Even before France's World Cup victory in 1998, politician Jean-Marie Le Pen, leader of the far-right National Front, called the team's makeup artificial and referred to some players as foreigners. Years later, after Les Bleus failed to win a match in the South Africa World Cup, French philosopher Alain Finkielkraut said ethnic and religious divisions undermined the team and he criticized the provenance of some Black players who came from the banlieues, or suburbs, of Paris. And the French Football Federation itself has since been subject to allegations that it had in place discriminatory racial quotas to limit he number of dual-national youth players in development.

The idyll in Eden, it seems, was a fantasy.

. . .

20 years after Zidane and Les Bleus won in Paris, the French men's squad again hoisted the FIFA World Cup, this time in Russia. Led by superstar Mbappé, players like Paul Pogba, N'Golo Kanté, and Samuel Umtiti became champions in the most compelling World Cup tournament in recent history. In doing so, they’ve seemingly come to represent the new Black, Blanc, and Beur as immigrants, the children of immigrants, and Muslims.

But the moniker again misses the mark. Notwithstanding the poetry of it, holding a group of footballers out as the de facto beacon of an integrated society doesn't guarantee anything, despite whatever success they achieve. That said, to ignore the presence and accomplishments of players like Mbappé, Pogba, and Kante would be to err in equal measure.

. . .

France is arguably the single richest pool of football talent today.

At least 50 players at the 2018 World Cup in Russia were born in France and nearly 30 percent of those were born in Paris. Many of those players come from the banlieues of Paris, sometimes low-income areas and often populated by immigrants. In line with FIFA's laws on international play, some Parisian-born players represented countries like Portugal, Morocco, Senegal, and Tunisia. Indeed, France may not be Eden, but it's an undeniable wellspring of footballing brilliance.
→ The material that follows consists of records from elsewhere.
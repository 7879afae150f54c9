//! Free-DB records and page reclamation
//!
//! The free database (`dbs[0]`) maps each freeing transaction id to the IDL
//! of page numbers that transaction released. A writer pulls the oldest
//! record into its in-memory reclaim list once no live reader can still see
//! those pages, and serializes its own freed set as one record at commit.

use byteorder::{ByteOrder, LittleEndian};
use tracing::trace;

use crate::btree;
use crate::db::WriteFlags;
use crate::error::{Result, TransactionId};
use crate::idl::Idl;
use crate::meta::FREE_DBI;
use crate::page::NodeFlags;
use crate::txn::{Transaction, Write};

fn encode_key(txnid: TransactionId) -> [u8; 8] {
    let mut key = [0u8; 8];
    LittleEndian::write_u64(&mut key, txnid.0);
    key
}

/// Read the oldest entry of the free DB without removing it
pub(crate) fn read_oldest(
    txn: &Transaction<'_, Write>,
) -> Result<Option<(TransactionId, Idl)>> {
    let Some((key, value)) = btree::tree_min(txn, FREE_DBI)? else {
        return Ok(None);
    };
    if key.len() != 8 {
        return Err(crate::error::Error::Corruption {
            details: format!("free-DB key of length {}", key.len()),
            page_id: None,
        });
    }
    let txnid = TransactionId(LittleEndian::read_u64(&key));
    let ids = Idl::from_bytes(&value)?;
    Ok(Some((txnid, ids)))
}

/// Remove the entry keyed by `txnid` from the free DB
pub(crate) fn delete_record(txn: &mut Transaction<'_, Write>, txnid: TransactionId) -> Result<()> {
    trace!(freed_by = txnid.0, "consuming free-DB entry");
    btree::del(txn, FREE_DBI, &encode_key(txnid), None)
}

/// Write one `txnid -> IDL` record into the free DB
pub(crate) fn save_record(
    txn: &mut Transaction<'_, Write>,
    txnid: TransactionId,
    ids: &Idl,
) -> Result<()> {
    trace!(freed_by = txnid.0, pages = ids.len(), "writing free-DB record");
    btree::put(
        txn,
        FREE_DBI,
        &encode_key(txnid),
        &ids.to_bytes(),
        WriteFlags::empty(),
        NodeFlags::empty(),
    )
}

/// Copy-on-write the rightmost free-DB path so the freed set serialized
/// right after already accounts for the pages these touches free
pub(crate) fn touch_tail(txn: &mut Transaction<'_, Write>) -> Result<()> {
    btree::cow_rightmost(txn, FREE_DBI)
}
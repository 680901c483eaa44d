use serde::{Serialize, Deserialize};
use std::fmt;
use std::str::FromStr;

use crate::error::HestonNnError;
use crate::math::matrix::Matrix;

/// Initial slope of every PReLU channel.
pub const PRELU_INIT: f64 = 0.25;

/// Softplus reverts to the identity above this input to avoid overflow in `exp`.
const SOFTPLUS_THRESHOLD: f64 = 20.0;

/// Which activation follows every linear layer of the network.
///
/// Parsed from `"PReLU"`, `"ELU"`, `"Softplus"` or `"ReLU"`; anything else is
/// an `InvalidConfiguration` error.
#[derive(Debug, Clone, Copy, Default, PartialEq, Eq, Hash, Serialize, Deserialize)]
pub enum ActivationKind {
    PReLU,
    #[serde(rename = "ELU")]
    Elu,
    Softplus,
    #[default]
    ReLU,
}

impl ActivationKind {
    pub const ALL: [ActivationKind; 4] = [
        ActivationKind::PReLU,
        ActivationKind::Elu,
        ActivationKind::Softplus,
        ActivationKind::ReLU,
    ];

    pub fn name(&self) -> &'static str {
        match self {
            ActivationKind::PReLU => "PReLU",
            ActivationKind::Elu => "ELU",
            ActivationKind::Softplus => "Softplus",
            ActivationKind::ReLU => "ReLU",
        }
    }

    /// Looks up `name`, falling back to `ReLU` with a warning when it is not one
    /// of the four known names. Use `str::parse` to reject unknown names instead.
    pub fn from_name_or_default(name: &str) -> ActivationKind {
        name.parse().unwrap_or_else(|_| {
            tracing::warn!(activation = name, fallback = %ActivationKind::default(), "unknown activation");
            ActivationKind::default()
        })
    }

    /// Creates an activation instance for a layer with `width` output channels.
    pub fn instantiate(&self, width: usize) -> Activation {
        match self {
            ActivationKind::PReLU => Activation::PReLU { slopes: vec![PRELU_INIT; width] },
            ActivationKind::Elu => Activation::Elu,
            ActivationKind::Softplus => Activation::Softplus,
            ActivationKind::ReLU => Activation::ReLU,
        }
    }
}

impl fmt::Display for ActivationKind {
    fn fmt(&self, f: &mut fmt::Formatter<'_>) -> fmt::Result {
        f.write_str(self.name())
    }
}

impl FromStr for ActivationKind {
    type Err = HestonNnError;

    fn from_str(s: &str) -> Result<Self, Self::Err> {
        ActivationKind::ALL
            .into_iter()
            .find(|kind| kind.name() == s)
            .ok_or_else(|| HestonNnError::InvalidConfiguration(format!(
                "unknown activation {s:?}; expected one of PReLU, ELU, Softplus, ReLU"
            )))
    }
}

/// A concrete activation attached to one layer.
///
/// Only `PReLU` carries state: one learned slope per output channel.
#[derive(Debug, Clone, PartialEq, Serialize, Deserialize)]
pub enum Activation {
    PReLU { slopes: Vec<f64> },
    Elu,
    Softplus,
    ReLU,
}

impl Activation {
    /// Element-wise activation for column (channel) `channel`.
    pub fn function(&self, channel: usize, x: f64) -> f64 {
        match self {
            Activation::PReLU { slopes } => if x >= 0.0 { x } else { slopes[channel] * x },
            Activation::Elu => if x > 0.0 { x } else { x.exp_m1() },
            Activation::Softplus => {
                if x > SOFTPLUS_THRESHOLD { x } else { x.exp().ln_1p() }
            }
            Activation::ReLU => if x > 0.0 { x } else { 0.0 },
        }
    }

    /// Applies the activation to a `(batch, width)` pre-activation matrix.
    pub fn apply(&self, z: &Matrix) -> Matrix {
        z.map_columns(|channel, x| self.function(channel, x))
    }

    pub fn kind(&self) -> ActivationKind {
        match self {
            Activation::PReLU { .. } => ActivationKind::PReLU,
            Activation::Elu => ActivationKind::Elu,
            Activation::Softplus => ActivationKind::Softplus,
            Activation::ReLU => ActivationKind::ReLU,
        }
    }

    /// Number of learnable scalars.
    pub fn num_parameters(&self) -> usize {
        match self {
            Activation::PReLU { slopes } => slopes.len(),
            _ => 0,
        }
    }
}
And amid all that talent, Mbappé and Co. have distinguished themselves (for both club and country).

. . .

France continues to suffer the violence of racial and religious unrest, and despite that tragedy and trauma (and all the ill-conceived attempts to shoehorn Les Bleus into some Elysian ideal), the team’s talented players captivate and inspire. Reflecting on his 1998 World Cup win, Zidane said: “It was not about religion, the colour of your skin, we didn’t care about that, we were just together and enjoyed the moment.”

The moment.

And last year, Mbappé told an interviewer: “For me, football is more than just a sport . . . People come to the stadium to forget their lives for 90 minutes, and it’s up to us to take care of them, to take them out of their seats so they fall asleep with stars in their eyes.”

. . .

Too often, fans and critics seek absolutes in soccer. International tournaments, especially, yield new symbolism as well as tired sociopolitical analogies. But symbols are relative and neither life nor football is absolute. Zidane and Mbappé don't guarantee anything about society, but they add an undeniable richness to a beautiful game and, outside of 90 minutes, they may serve as inspiration in an often harsh world. During those 90 minutes, however, it's enough that a player strives to play so brilliantly that fans are compelled to stand in awe and walk away with stars in their eyes.